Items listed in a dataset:
=== Begin Enclosure ===

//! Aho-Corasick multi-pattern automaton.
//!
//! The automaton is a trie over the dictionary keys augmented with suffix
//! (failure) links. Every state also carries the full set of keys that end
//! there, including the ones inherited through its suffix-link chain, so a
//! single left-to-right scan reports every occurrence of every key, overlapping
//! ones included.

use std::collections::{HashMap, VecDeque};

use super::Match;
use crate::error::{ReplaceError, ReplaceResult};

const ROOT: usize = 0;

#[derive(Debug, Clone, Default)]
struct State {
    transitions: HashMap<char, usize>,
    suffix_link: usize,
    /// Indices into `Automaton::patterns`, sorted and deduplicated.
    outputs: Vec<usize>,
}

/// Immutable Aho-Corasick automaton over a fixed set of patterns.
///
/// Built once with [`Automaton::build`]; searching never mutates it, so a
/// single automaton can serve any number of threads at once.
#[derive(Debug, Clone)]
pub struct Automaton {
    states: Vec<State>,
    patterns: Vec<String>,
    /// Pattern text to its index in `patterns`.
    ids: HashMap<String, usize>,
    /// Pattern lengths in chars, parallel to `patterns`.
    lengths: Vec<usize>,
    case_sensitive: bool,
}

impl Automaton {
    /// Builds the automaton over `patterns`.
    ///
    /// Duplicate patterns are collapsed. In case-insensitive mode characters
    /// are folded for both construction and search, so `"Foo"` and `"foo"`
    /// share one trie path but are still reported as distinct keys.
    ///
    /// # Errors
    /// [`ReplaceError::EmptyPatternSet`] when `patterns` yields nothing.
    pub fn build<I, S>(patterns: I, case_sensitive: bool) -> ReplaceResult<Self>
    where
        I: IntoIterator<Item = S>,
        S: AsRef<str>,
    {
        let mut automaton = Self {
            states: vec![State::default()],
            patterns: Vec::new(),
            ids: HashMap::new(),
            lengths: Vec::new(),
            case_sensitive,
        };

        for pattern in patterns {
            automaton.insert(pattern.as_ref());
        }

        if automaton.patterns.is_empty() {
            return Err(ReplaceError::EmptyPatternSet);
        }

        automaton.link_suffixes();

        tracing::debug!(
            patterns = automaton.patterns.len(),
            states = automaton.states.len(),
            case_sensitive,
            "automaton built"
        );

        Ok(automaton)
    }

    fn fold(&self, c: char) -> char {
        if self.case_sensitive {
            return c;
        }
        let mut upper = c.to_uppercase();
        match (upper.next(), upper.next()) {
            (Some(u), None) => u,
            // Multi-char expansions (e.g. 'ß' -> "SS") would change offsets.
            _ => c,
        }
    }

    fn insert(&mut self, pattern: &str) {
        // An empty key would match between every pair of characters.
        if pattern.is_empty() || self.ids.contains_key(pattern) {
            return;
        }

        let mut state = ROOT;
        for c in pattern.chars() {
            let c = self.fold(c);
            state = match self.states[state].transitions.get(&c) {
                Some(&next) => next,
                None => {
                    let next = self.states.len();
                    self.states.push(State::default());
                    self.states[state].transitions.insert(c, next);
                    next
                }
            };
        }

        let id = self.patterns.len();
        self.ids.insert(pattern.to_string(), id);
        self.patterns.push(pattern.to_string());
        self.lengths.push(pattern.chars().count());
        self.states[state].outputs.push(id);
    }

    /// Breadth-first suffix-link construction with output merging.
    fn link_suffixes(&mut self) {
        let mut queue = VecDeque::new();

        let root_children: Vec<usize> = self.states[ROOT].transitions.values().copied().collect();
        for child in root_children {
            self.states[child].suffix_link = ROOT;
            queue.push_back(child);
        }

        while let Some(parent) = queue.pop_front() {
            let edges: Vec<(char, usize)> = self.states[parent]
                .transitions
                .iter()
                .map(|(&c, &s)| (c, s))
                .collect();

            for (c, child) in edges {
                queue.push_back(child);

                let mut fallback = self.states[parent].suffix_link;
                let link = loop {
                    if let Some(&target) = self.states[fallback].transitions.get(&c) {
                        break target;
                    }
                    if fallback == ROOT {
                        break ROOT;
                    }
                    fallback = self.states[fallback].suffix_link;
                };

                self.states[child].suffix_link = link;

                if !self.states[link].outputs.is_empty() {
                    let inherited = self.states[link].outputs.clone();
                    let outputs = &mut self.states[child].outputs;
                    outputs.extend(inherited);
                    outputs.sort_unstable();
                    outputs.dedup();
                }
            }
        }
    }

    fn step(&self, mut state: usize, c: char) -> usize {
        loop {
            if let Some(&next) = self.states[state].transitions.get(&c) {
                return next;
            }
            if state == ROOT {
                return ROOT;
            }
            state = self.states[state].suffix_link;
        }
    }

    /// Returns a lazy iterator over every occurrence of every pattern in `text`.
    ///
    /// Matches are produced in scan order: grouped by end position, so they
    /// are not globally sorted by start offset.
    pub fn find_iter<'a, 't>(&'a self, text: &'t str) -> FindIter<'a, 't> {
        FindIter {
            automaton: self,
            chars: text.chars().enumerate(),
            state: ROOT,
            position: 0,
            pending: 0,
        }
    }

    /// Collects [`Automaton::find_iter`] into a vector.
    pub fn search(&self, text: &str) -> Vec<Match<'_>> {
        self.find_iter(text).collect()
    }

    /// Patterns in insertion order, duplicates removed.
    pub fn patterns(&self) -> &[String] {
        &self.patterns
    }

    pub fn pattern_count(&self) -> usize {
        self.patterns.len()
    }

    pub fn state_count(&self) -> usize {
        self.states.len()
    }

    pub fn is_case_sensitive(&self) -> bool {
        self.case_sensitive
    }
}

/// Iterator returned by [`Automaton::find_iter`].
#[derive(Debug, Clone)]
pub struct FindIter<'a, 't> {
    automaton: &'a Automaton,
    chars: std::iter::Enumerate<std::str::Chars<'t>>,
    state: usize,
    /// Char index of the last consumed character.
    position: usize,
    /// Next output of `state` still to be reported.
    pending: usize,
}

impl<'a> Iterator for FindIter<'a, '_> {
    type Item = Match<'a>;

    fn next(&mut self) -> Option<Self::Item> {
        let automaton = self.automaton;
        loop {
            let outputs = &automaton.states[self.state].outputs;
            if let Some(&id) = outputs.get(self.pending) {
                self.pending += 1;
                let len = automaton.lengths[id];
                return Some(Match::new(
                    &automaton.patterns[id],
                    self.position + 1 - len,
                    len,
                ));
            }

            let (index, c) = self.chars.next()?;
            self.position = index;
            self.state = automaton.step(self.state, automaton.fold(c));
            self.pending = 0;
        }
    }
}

=== End Enclosure ===

Copy out the lines starting at the one containing "self.position = index;" and ending with the last line of the entries. Include nothing else.

EXERCISE SOLUTION:
            self.position = index;
            self.state = automaton.step(self.state, automaton.fold(c));
            self.pending = 0;
        }
    }
}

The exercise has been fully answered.